Silencieux, la chevelure toute ébouriffée par le vent d’hiver, Peter Fischer fixe sa terre rouge parsemée de petits éclats de calcaire blanc tout juste recouverts d’un léger duvet d’herbe tendre qui ferait le bonheur des agneaux de Sisteron. Par moments, les yeux du vigneron observent une petite troupe d’hommes recroquevillés sur des ceps rabougris par l’âge. Ils se déplacent à la vitesse d’une échappée de petits-gris champions de cross-country dans la rangée que lui-même vient de quitter et dans laquelle il a passé un bon moment pour vérifier que la taille du grenache noir se faisait dans les règles de l’art, ses règles à lui, celles d’un vigneron rusé mais exigeant, un gars à qui on ne la fait pas, un type qui tient à sa future récolte comme à la prunelle de ses yeux, mais qui sait aussi imprimer à son vignoble le sens de la mesure. La terre s’amourache à chacun de ses pas tandis que Sisi, la cairn terrier aux poils grisonnants, inspecte le moindre bosquet de chênes verts un peu comme si elle voulait au passage déterrer quelques truffes pour en faire cadeau à son maître. D’autres arbres impriment leurs taches de rousseurs dans un ciel sombre et nuageux qui voile la vue sur la face nord de la Sainte-Victoire que Cézanne ne peint plus depuis belle lurette mais qui réserve son versant ensoleillé aux touristes du monde entier, à quelques enjambées d’Aix, la capitale, et de son Cours Mirabeau.
« Nous sommes ici en Provence continentale », prévient le vigneron comme pour balayer les clichés habituels d’un pays plus photogénique que jamais.

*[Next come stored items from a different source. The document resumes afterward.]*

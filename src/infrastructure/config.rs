use crate::domain::error::GatewayError;
use crate::domain::model::ProviderId;
use serde::{Deserialize, Serialize};
use std::fs;
use std::path::{Path, PathBuf};
use std::str::FromStr;

#[derive(Debug, Serialize, Deserialize, Clone)]
pub struct Config {
    #[serde(default = "default_provider")]
    pub default_provider: ProviderId,
    #[serde(default = "default_request_timeout_secs")]
    pub request_timeout_secs: u64,
    #[serde(default)]
    pub server: ServerConfig,
    #[serde(default)]
    pub logging: Logging,
    #[serde(default)]
    pub xai: XaiConfig,
    #[serde(default)]
    pub claude: ClaudeConfig,
}

#[derive(Debug, Serialize, Deserialize, Clone)]
pub struct ServerConfig {
    #[serde(default = "default_host")]
    pub host: String,
    #[serde(default = "default_port")]
    pub port: u16,
}

#[derive(Debug, Serialize, Deserialize, Clone)]
pub struct Logging {
    #[serde(default = "default_enable")]
    pub enable: bool,
    pub path: Option<String>,
    #[serde(default = "default_log_level")]
    pub level: String,
}

#[derive(Debug, Serialize, Deserialize, Clone)]
pub struct XaiConfig {
    pub api_key: Option<String>,
    #[serde(default = "default_xai_model")]
    pub model: String,
    #[serde(default = "default_temperature")]
    pub temperature: f64,
    #[serde(default = "default_xai_base_url")]
    pub base_url: String,
}

#[derive(Debug, Serialize, Deserialize, Clone)]
pub struct ClaudeConfig {
    pub api_key: Option<String>,
    #[serde(default = "default_claude_model")]
    pub model: String,
    #[serde(default = "default_claude_max_tokens")]
    pub max_tokens: u32,
    #[serde(default = "default_temperature")]
    pub temperature: f64,
    #[serde(default = "default_claude_base_url")]
    pub base_url: String,
}

impl Default for Config {
    fn default() -> Self {
        Self {
            default_provider: default_provider(),
            request_timeout_secs: default_request_timeout_secs(),
            server: ServerConfig::default(),
            logging: Logging::default(),
            xai: XaiConfig::default(),
            claude: ClaudeConfig::default(),
        }
    }
}

impl Default for ServerConfig {
    fn default() -> Self {
        Self {
            host: default_host(),
            port: default_port(),
        }
    }
}

impl Default for Logging {
    fn default() -> Self {
        Self {
            enable: true,
            path: None,
            level: "INFO".to_string(),
        }
    }
}

impl Logging {
    /// `EnvFilter` directive for the configured level; unknown levels mean info.
    pub fn filter_directive(&self) -> &'static str {
        match self.level.trim().to_uppercase().as_str() {
            "TRACE" => "trace",
            "DEBUG" => "debug",
            "INFO" => "info",
            "WARN" => "warn",
            "ERROR" => "error",
            _ => "info",
        }
    }
}

impl Default for XaiConfig {
    fn default() -> Self {
        Self {
            api_key: None,
            model: default_xai_model(),
            temperature: default_temperature(),
            base_url: default_xai_base_url(),
        }
    }
}

impl Default for ClaudeConfig {
    fn default() -> Self {
        Self {
            api_key: None,
            model: default_claude_model(),
            max_tokens: default_claude_max_tokens(),
            temperature: default_temperature(),
            base_url: default_claude_base_url(),
        }
    }
}

// Defaults
fn default_provider() -> ProviderId {
    ProviderId::Xai
}
fn default_request_timeout_secs() -> u64 {
    60
}
fn default_host() -> String {
    "0.0.0.0".to_string()
}
fn default_port() -> u16 {
    3000
}
fn default_enable() -> bool {
    true
}
fn default_log_level() -> String {
    "INFO".to_string()
}
fn default_temperature() -> f64 {
    0.2
}
fn default_xai_model() -> String {
    "grok-3-mini".to_string()
}
fn default_xai_base_url() -> String {
    "https://api.x.ai".to_string()
}
fn default_claude_model() -> String {
    "claude-3-5-haiku-latest".to_string()
}
fn default_claude_max_tokens() -> u32 {
    1024
}
fn default_claude_base_url() -> String {
    "https://api.anthropic.com".to_string()
}

impl Config {
    /// Overlay environment variables on top of file/default values.
    ///
    /// `lookup` is usually `|key| std::env::var(key).ok()`; tests pass a map.
    pub fn apply_env<F>(&mut self, lookup: F)
    where
        F: Fn(&str) -> Option<String>,
    {
        let get = |key: &str| {
            lookup(key)
                .map(|v| v.trim().to_string())
                .filter(|v| !v.is_empty())
        };

        if let Some(port) = parse_env(&get, "PORT") {
            self.server.port = port;
        }
        if let Some(host) = get("HOST") {
            self.server.host = host;
        }
        if let Some(raw) = get("DEFAULT_PROVIDER") {
            match ProviderId::parse(&raw) {
                Some(id) => self.default_provider = id,
                None => eprintln!(
                    "Warning: DEFAULT_PROVIDER={} is not a known provider. Keeping {}.",
                    raw, self.default_provider
                ),
            }
        }
        if let Some(secs) = parse_env(&get, "REQUEST_TIMEOUT_SECS") {
            self.request_timeout_secs = secs;
        }

        if let Some(key) = get("XAI_API_KEY") {
            self.xai.api_key = Some(key);
        }
        if let Some(model) = get("XAI_MODEL") {
            self.xai.model = model;
        }
        if let Some(temperature) = parse_env(&get, "XAI_TEMPERATURE") {
            self.xai.temperature = temperature;
        }
        if let Some(url) = get("XAI_BASE_URL") {
            self.xai.base_url = url;
        }

        if let Some(key) = get("ANTHROPIC_API_KEY") {
            self.claude.api_key = Some(key);
        }
        if let Some(model) = get("ANTHROPIC_MODEL") {
            self.claude.model = model;
        }
        if let Some(max_tokens) = parse_env(&get, "ANTHROPIC_MAX_TOKENS") {
            self.claude.max_tokens = max_tokens;
        }
        if let Some(temperature) = parse_env(&get, "ANTHROPIC_TEMPERATURE") {
            self.claude.temperature = temperature;
        }
        if let Some(url) = get("ANTHROPIC_BASE_URL") {
            self.claude.base_url = url;
        }
    }
}

fn parse_env<T, G>(get: &G, key: &str) -> Option<T>
where
    T: FromStr,
    G: Fn(&str) -> Option<String>,
{
    let raw = get(key)?;
    match raw.parse::<T>() {
        Ok(value) => Some(value),
        Err(_) => {
            eprintln!("Warning: Ignoring {}={}: not a valid number.", key, raw);
            None
        }
    }
}

pub fn get_config_path() -> Option<PathBuf> {
    dirs::config_dir().map(|p| p.join("translate-gateway").join("config.toml"))
}

/// Load config from `path` (or the default location), then overlay the process environment.
pub fn load_config(path: Option<&Path>) -> Result<Config, GatewayError> {
    let resolved = path.map(Path::to_path_buf).or_else(get_config_path);
    let mut config = read_config_file(resolved.as_deref())?;
    config.apply_env(|key| std::env::var(key).ok());
    Ok(config)
}

/// Read the TOML file alone, without the environment overlay.
///
/// A missing or unparsable file yields the defaults.
pub fn read_config_file(path: Option<&Path>) -> Result<Config, GatewayError> {
    if let Some(path) = path {
        if path.exists() {
            let content = fs::read_to_string(path)?;
            match toml::from_str::<Config>(&content) {
                Ok(config) => return Ok(config),
                Err(e) => {
                    eprintln!(
                        "Warning: Failed to parse config file: {}. Using defaults.",
                        e
                    );
                }
            }
        }
    }

    Ok(Config::default())
}

pub fn generate_config_sample(path: Option<&Path>) -> Result<PathBuf, GatewayError> {
    let path = match path.map(Path::to_path_buf).or_else(get_config_path) {
        Some(path) => path,
        None => {
            return Err(GatewayError::ConfigFile(
                "Cannot determine config directory".to_string(),
            ))
        }
    };

    if path.exists() {
        eprintln!("Config file already exists at: {}", path.display());
        return Ok(path);
    }

    if let Some(parent) = path.parent() {
        fs::create_dir_all(parent)?;
    }

    let sample = Config::default();
    let toml_content = toml::to_string_pretty(&sample)
        .map_err(|e| GatewayError::ConfigFile(format!("Failed to serialize config: {}", e)))?;
    fs::write(&path, toml_content)
        .map_err(|e| GatewayError::ConfigFile(format!("Failed to write config file: {}", e)))?;
    println!("Generated config file at: {}", path.display());

    Ok(path)
}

Plus tard, le même personnage posera devant ses fûts en tenue de combat : baskets aux pieds, coupe-vent largement ouvert sur un pull recouvrant une impeccable chemise bleu ciel. Bien que mal rasé et décoiffé, les mains enfouies dans les poches de son jean, on le prend bien volontiers pour un gentleman-farmer qui, s’il revêtait le costume cravate, ne déparerait pas avec l’allure de l’aristocrate toscan à la tête d’une historique propriété viticole entre Sienne et Florence. Insaisissable et indéfinissable, chaleureux et pourtant réservé, Peter – prononcez-le à l’anglaise –, l’énigmatique vigneron ne peut se résumer en quelques touches tant il se confond dans la vie de son pays d’Aix. Tel un animal dont le gîte serait cette demeure cossue nommée Revelette, encadrée de platanes, de pins et d’un parc où les paons règnent en maîtres depuis des lustres. À deux pas des vignes, bien sûr.
La vie de Peter Fischer prend parfois des tournures de roman. Il y a la famille, de riches industriels du Bade-Würtemberg (son grand-père, August Fischer, a inventé la colle UHU), non loin de la Forêt-Noire et du Rhin. L’affaire est revendue en 1971 et les Fischer s’installent à Cannes tandis que leur fils, Peter, est envoyé au collège en Suisse. Une fois son bac obtenu, c’est la terre qui l’intéresse. Mais Peter ne rêve que des États-Unis où son père finit par accepter de l’envoyer en 1979. Après plusieurs petits boulots dans diverses exploitations, il est accepté à l’université agricole de Davis en Californie. Là, il se rend compte que ses nouveaux amis ne parlent que de vin. Et se souvient qu’il a été élevé au milieu des vignes de son oncle, négociant, tandis que son père collectionnait les vins d’Alsace faisant du riesling de la maison Trimbach un vin de table quasi quotidien. C’est ainsi qu’en 1983 Peter obtient son « Bachelor of Science » en viticulture et œnologie qui lui ouvre les portes de nombreux stages dans le vignoble californien. Il aurait pu continuer à travailler là-bas, mais il se sentait plus proche de la mentalité européenne avec cette peur somme toute banale de ne pouvoir exprimer ses idées.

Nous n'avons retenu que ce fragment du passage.